The night before this one, when the pain came I released the fear, the tensions in the body, resulting from the pain and the expectations that it will come again, I released sadness and the madness that drives this pain, that something that motivates it to come. When I did all these, which took some time, the pain stopped and I fell asleep. This happened six or seven times during the night. Every time the pain woke me up I did not stay in a sleepy state, but woke myself up more, so I could do all these with fresh concentration. In all six or seven times it worked.
I was very tired all through the day after that night.
This night, when the pain increased I did it again, and this time, being so tired, it did not work. As I was releasing fear around midnight, the fear did not end. More of it came. I continued to release and more of it came. Several times during this process I felt the endless space in which everything happens, but the fear had more reserves and even more. After two hours the flow of fear felt as if it has gotten tired.
When I thought about all that came up in the last two days I thought that it felt like a trauma, with so many strong emotions mixed together and attached to each other in such a way that it makes it hard to simply release something and be in peace. You release one thing and the other is already there. You release that one and the former one comes back.
I got up from bed and went to draw. drawing always saves me from everything. I felt like a survivor of a natural disaster. My brush went to one of the dark blues and these shaken lines came onto the paper.

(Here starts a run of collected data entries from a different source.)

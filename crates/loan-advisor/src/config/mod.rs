use std::env;
use std::fmt;
use std::net::{IpAddr, SocketAddr};
use std::time::Duration;

use url::Url;

use crate::evaluation::request::PayloadFormat;
use crate::evaluation::retry::RetryPolicy;

/// Endpoint used when `EVALUATION_ENDPOINT` is unset; matches a locally running evaluation service.
pub const DEFAULT_EVALUATION_ENDPOINT: &str = "http://localhost:5000/api/evaluate_case";

const DEFAULT_RETRY_BASE_MS: u64 = 200;

/// Distinguishes runtime behavior for different stages of the deployment.
#[derive(Debug, Clone, Copy, PartialEq, Eq)]
pub enum AppEnvironment {
    Development,
    Test,
    Production,
}

impl AppEnvironment {
    fn from_str(value: &str) -> Self {
        match value.trim().to_ascii_lowercase().as_str() {
            "prod" | "production" => Self::Production,
            "test" | "ci" => Self::Test,
            _ => Self::Development,
        }
    }
}

/// Top-level configuration for the application.
#[derive(Debug, Clone)]
pub struct AppConfig {
    pub environment: AppEnvironment,
    pub evaluation: EvaluationClientConfig,
    pub stub: StubServerConfig,
    pub telemetry: TelemetryConfig,
}

impl AppConfig {
    pub fn load() -> Result<Self, ConfigError> {
        dotenvy::dotenv().ok();

        let environment = AppEnvironment::from_str(
            &env::var("APP_ENV").unwrap_or_else(|_| "development".to_string()),
        );

        let endpoint = parse_endpoint(
            &env::var("EVALUATION_ENDPOINT")
                .unwrap_or_else(|_| DEFAULT_EVALUATION_ENDPOINT.to_string()),
        )?;

        let timeout = match env::var("EVALUATION_TIMEOUT_SECS") {
            Ok(raw) => Some(timeout_from_secs(
                raw.trim()
                    .parse::<u64>()
                    .map_err(|_| ConfigError::InvalidTimeout)?,
            )?),
            Err(_) => None,
        };

        let max_retries = env::var("EVALUATION_MAX_RETRIES")
            .unwrap_or_else(|_| "0".to_string())
            .trim()
            .parse::<u32>()
            .map_err(|_| ConfigError::InvalidRetries)?;

        let base_delay_ms = env::var("EVALUATION_RETRY_BASE_MS")
            .unwrap_or_else(|_| DEFAULT_RETRY_BASE_MS.to_string())
            .trim()
            .parse::<u64>()
            .map_err(|_| ConfigError::InvalidRetries)?;

        let payload = match env::var("EVALUATION_PAYLOAD") {
            Ok(raw) => PayloadFormat::from_label(&raw)
                .ok_or(ConfigError::InvalidPayloadFormat { value: raw })?,
            Err(_) => PayloadFormat::default(),
        };

        let host = env::var("STUB_HOST").unwrap_or_else(|_| "127.0.0.1".to_string());
        let port = env::var("STUB_PORT")
            .unwrap_or_else(|_| "5000".to_string())
            .parse::<u16>()
            .map_err(|_| ConfigError::InvalidPort)?;

        let log_level = env::var("APP_LOG_LEVEL").unwrap_or_else(|_| "info".to_string());

        Ok(Self {
            environment,
            evaluation: EvaluationClientConfig {
                endpoint,
                timeout,
                retry: RetryPolicy {
                    max_retries,
                    base_delay: Duration::from_millis(base_delay_ms),
                },
                payload,
            },
            stub: StubServerConfig { host, port },
            telemetry: TelemetryConfig {
                log_level,
                ansi: environment == AppEnvironment::Development,
            },
        })
    }
}

/// Where and how submissions reach the evaluation service.
///
/// The defaults reproduce the plain form handler: one attempt, no timeout, canonical payload.
#[derive(Debug, Clone, PartialEq)]
pub struct EvaluationClientConfig {
    pub endpoint: Url,
    pub timeout: Option<Duration>,
    pub retry: RetryPolicy,
    pub payload: PayloadFormat,
}

impl EvaluationClientConfig {
    pub fn new(endpoint: Url) -> Self {
        Self {
            endpoint,
            timeout: None,
            retry: RetryPolicy::default(),
            payload: PayloadFormat::default(),
        }
    }
}

/// Parses an evaluation endpoint, accepting only http and https URLs.
pub fn parse_endpoint(raw: &str) -> Result<Url, ConfigError> {
    let url = Url::parse(raw.trim()).map_err(|source| ConfigError::InvalidEndpoint {
        value: raw.to_string(),
        source,
    })?;

    match url.scheme() {
        "http" | "https" => Ok(url),
        other => Err(ConfigError::UnsupportedScheme {
            scheme: other.to_string(),
        }),
    }
}

/// Request timeout in whole seconds. Zero would fail every submission before it is sent.
pub fn timeout_from_secs(secs: u64) -> Result<Duration, ConfigError> {
    if secs == 0 {
        return Err(ConfigError::InvalidTimeout);
    }
    Ok(Duration::from_secs(secs))
}

/// Bind address for the demonstration stub service.
#[derive(Debug, Clone)]
pub struct StubServerConfig {
    pub host: String,
    pub port: u16,
}

impl StubServerConfig {
    pub fn socket_addr(&self) -> Result<SocketAddr, ConfigError> {
        if self.host.eq_ignore_ascii_case("localhost") {
            return Ok(SocketAddr::new(IpAddr::from([127, 0, 0, 1]), self.port));
        }

        let ip: IpAddr = self
            .host
            .parse()
            .map_err(|source| ConfigError::InvalidHost { source })?;

        Ok(SocketAddr::new(ip, self.port))
    }
}

/// Tracing controls.
#[derive(Debug, Clone)]
pub struct TelemetryConfig {
    pub log_level: String,
    pub ansi: bool,
}

#[derive(Debug)]
pub enum ConfigError {
    InvalidPort,
    InvalidHost {
        source: std::net::AddrParseError,
    },
    InvalidEndpoint {
        value: String,
        source: url::ParseError,
    },
    UnsupportedScheme {
        scheme: String,
    },
    InvalidTimeout,
    InvalidRetries,
    InvalidPayloadFormat {
        value: String,
    },
}

impl fmt::Display for ConfigError {
    fn fmt(&self, f: &mut fmt::Formatter<'_>) -> fmt::Result {
        match self {
            ConfigError::InvalidPort => write!(f, "STUB_PORT must be a valid u16"),
            ConfigError::InvalidHost { .. } => {
                write!(f, "STUB_HOST must parse to an IPv4 or IPv6 address")
            }
            ConfigError::InvalidEndpoint { value, .. } => {
                write!(f, "EVALUATION_ENDPOINT '{value}' is not a valid URL")
            }
            ConfigError::UnsupportedScheme { scheme } => {
                write!(f, "EVALUATION_ENDPOINT must use http or https, got '{scheme}'")
            }
            ConfigError::InvalidTimeout => {
                write!(f, "EVALUATION_TIMEOUT_SECS must be a positive whole number of seconds")
            }
            ConfigError::InvalidRetries => write!(
                f,
                "EVALUATION_MAX_RETRIES and EVALUATION_RETRY_BASE_MS must be non-negative integers"
            ),
            ConfigError::InvalidPayloadFormat { value } => write!(
                f,
                "EVALUATION_PAYLOAD must be 'canonical' or 'legacy', got '{value}'"
            ),
        }
    }
}

impl std::error::Error for ConfigError {
    fn source(&self) -> Option<&(dyn std::error::Error + 'static)> {
        match self {
            ConfigError::InvalidHost { source } => Some(source),
            ConfigError::InvalidEndpoint { source, .. } => Some(source),
            _ => None,
        }
    }
}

I looked at different parts of the drawing and wrote the sentences that came to me. I scrambled them, added a few words and made small changes in other places. This is what was made:
I look at a broken fence
Among the torn trees
I pick up
A bent limb
And throw it at
A shattered rock
I turn around and leave the place
Walking on a shaken dirt road
Like a cracked, unfinished line
On a torn piece of a path.
It all felt horrible. But I was so moved by the surprising beauty that came up in this way that I felt satisfied and happy.
I still do.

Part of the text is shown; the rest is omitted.